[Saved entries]
----
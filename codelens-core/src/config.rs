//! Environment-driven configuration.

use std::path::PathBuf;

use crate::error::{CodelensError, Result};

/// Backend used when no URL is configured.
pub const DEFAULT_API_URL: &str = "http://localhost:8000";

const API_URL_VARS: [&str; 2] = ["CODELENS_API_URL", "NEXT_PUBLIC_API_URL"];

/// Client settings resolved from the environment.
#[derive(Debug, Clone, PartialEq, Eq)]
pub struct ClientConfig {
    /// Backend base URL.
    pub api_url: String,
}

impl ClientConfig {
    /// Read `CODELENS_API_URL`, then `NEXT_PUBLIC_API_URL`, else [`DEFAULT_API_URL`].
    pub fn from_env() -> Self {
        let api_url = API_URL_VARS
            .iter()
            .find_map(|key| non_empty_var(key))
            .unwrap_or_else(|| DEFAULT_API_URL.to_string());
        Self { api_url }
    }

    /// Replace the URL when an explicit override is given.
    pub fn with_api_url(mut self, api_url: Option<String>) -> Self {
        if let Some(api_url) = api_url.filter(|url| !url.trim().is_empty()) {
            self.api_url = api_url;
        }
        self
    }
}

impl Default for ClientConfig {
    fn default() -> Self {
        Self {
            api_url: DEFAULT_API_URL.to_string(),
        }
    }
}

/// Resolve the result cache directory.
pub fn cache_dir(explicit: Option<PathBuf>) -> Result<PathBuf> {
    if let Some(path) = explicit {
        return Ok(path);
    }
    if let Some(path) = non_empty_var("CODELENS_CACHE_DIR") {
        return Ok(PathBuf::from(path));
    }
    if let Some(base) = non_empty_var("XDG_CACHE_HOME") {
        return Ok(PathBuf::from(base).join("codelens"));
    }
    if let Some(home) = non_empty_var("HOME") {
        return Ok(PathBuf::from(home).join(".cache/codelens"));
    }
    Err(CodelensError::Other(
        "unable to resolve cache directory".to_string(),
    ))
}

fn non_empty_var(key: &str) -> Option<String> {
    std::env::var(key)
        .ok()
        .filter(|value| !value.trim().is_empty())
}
----
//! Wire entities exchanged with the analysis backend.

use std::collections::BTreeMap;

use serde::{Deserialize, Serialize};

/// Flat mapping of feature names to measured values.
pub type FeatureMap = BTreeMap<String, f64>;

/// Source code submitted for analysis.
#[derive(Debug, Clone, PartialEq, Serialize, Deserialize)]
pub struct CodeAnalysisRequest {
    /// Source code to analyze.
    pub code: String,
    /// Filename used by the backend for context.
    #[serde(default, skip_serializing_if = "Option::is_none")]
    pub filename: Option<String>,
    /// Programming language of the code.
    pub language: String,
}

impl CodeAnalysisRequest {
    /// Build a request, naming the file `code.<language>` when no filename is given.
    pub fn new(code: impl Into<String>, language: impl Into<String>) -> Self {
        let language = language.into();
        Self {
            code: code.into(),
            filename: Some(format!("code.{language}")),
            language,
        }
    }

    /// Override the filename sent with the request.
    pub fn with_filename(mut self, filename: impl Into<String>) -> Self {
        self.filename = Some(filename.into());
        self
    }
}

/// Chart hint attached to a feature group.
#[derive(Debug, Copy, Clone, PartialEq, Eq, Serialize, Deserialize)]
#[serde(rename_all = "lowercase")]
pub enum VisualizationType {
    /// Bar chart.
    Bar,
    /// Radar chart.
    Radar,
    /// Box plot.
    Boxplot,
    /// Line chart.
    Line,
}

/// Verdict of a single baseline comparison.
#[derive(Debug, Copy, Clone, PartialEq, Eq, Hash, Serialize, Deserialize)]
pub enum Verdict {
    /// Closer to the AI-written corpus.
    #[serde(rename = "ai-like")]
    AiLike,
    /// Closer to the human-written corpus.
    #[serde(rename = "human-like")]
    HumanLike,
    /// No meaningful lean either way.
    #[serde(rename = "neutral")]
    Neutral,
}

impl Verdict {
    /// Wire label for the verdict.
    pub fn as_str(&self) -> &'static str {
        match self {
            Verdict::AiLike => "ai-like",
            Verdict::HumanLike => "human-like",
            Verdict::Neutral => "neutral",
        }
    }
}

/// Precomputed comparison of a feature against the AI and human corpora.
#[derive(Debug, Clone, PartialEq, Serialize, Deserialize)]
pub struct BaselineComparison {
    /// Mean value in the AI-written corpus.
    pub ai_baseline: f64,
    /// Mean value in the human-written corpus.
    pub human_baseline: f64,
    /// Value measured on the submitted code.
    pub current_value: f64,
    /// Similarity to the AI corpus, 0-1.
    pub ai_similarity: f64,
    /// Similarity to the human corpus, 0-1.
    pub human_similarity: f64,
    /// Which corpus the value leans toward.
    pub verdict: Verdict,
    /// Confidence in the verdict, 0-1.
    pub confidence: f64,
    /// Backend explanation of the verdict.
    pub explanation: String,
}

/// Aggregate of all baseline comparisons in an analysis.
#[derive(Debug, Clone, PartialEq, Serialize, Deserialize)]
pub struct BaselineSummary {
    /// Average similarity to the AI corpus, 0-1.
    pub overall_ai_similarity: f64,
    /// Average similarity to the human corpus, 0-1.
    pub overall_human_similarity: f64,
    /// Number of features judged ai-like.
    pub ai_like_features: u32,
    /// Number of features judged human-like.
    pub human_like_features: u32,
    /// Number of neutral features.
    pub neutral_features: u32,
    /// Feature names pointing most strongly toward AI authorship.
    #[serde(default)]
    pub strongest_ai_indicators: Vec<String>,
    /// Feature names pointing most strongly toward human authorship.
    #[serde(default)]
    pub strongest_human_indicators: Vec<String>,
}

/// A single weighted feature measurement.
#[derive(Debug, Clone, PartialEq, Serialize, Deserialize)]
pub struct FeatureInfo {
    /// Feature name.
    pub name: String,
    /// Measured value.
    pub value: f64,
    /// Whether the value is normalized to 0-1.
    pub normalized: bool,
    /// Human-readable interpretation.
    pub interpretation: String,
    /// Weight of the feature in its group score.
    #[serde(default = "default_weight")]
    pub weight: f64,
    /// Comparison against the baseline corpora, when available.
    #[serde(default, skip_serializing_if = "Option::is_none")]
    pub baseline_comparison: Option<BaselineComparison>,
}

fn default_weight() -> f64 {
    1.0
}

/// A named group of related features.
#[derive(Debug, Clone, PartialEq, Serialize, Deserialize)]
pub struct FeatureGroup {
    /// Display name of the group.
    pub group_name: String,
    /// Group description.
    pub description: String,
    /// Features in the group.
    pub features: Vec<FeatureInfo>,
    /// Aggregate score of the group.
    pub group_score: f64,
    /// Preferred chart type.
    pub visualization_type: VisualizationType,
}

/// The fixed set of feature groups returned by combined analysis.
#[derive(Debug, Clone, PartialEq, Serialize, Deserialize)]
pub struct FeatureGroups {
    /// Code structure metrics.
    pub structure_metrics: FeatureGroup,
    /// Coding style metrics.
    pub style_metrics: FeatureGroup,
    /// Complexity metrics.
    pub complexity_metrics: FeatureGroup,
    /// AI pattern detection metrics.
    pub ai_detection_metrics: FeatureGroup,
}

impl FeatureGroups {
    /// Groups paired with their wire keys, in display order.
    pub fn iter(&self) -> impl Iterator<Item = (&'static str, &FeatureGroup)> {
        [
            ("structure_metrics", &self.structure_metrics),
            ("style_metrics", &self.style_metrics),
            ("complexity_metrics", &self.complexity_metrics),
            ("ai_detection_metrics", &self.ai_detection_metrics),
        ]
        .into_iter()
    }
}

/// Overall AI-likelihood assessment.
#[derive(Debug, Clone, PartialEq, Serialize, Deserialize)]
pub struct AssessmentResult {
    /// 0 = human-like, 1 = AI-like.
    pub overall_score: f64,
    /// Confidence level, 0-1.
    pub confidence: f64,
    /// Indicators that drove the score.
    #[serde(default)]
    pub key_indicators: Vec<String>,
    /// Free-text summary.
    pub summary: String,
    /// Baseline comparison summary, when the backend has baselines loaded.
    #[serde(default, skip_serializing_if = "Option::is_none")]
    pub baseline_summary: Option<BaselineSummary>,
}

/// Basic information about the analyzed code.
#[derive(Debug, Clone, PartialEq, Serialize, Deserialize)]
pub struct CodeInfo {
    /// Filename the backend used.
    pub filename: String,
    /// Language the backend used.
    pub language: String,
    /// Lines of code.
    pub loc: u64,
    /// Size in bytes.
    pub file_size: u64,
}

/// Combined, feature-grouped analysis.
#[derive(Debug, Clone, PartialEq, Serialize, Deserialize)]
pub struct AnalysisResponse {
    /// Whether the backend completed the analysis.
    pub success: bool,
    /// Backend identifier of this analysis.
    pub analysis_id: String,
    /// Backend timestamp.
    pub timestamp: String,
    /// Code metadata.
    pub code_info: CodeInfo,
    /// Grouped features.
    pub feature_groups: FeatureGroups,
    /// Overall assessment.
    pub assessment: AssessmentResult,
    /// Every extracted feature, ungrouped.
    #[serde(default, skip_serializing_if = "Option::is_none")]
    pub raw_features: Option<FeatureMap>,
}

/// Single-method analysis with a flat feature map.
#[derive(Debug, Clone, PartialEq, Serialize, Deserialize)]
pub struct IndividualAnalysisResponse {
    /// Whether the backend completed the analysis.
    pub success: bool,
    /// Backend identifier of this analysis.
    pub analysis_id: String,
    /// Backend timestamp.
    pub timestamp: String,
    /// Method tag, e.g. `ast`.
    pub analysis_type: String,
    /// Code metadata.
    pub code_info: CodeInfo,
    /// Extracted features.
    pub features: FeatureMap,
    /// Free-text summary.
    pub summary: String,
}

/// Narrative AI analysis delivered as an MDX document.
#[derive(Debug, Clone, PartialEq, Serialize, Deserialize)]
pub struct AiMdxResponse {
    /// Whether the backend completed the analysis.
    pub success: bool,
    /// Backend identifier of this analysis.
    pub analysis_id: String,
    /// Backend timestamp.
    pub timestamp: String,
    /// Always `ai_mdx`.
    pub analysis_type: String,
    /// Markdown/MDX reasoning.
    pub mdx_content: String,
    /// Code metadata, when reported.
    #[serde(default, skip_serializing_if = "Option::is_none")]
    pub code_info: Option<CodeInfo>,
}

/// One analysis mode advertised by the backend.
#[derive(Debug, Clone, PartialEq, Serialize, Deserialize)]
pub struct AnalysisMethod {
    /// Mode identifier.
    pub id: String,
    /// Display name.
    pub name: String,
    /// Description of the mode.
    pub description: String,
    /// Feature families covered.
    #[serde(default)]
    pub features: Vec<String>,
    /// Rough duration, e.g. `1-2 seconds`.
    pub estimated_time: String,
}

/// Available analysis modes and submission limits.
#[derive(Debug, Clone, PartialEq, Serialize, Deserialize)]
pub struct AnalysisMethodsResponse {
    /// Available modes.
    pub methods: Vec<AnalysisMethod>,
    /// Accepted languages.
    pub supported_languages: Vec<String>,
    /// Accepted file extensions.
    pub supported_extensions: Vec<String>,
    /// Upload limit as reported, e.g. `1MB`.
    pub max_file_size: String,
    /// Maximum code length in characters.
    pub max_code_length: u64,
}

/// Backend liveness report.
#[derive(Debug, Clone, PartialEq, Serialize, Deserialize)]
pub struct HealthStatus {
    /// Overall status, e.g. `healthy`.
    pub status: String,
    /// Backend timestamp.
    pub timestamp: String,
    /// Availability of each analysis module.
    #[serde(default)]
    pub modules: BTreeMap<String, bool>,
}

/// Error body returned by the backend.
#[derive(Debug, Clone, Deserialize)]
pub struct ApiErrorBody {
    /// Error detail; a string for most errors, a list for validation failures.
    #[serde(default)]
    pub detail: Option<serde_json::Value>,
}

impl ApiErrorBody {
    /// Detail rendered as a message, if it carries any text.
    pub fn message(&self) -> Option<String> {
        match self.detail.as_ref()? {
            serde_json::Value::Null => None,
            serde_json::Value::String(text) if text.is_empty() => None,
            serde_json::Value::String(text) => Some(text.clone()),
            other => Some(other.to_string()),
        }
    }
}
----
Could you return all lines from the data above that contain the string "CodeAnalysisRequest"?

(Response)
pub struct CodeAnalysisRequest {
impl CodeAnalysisRequest {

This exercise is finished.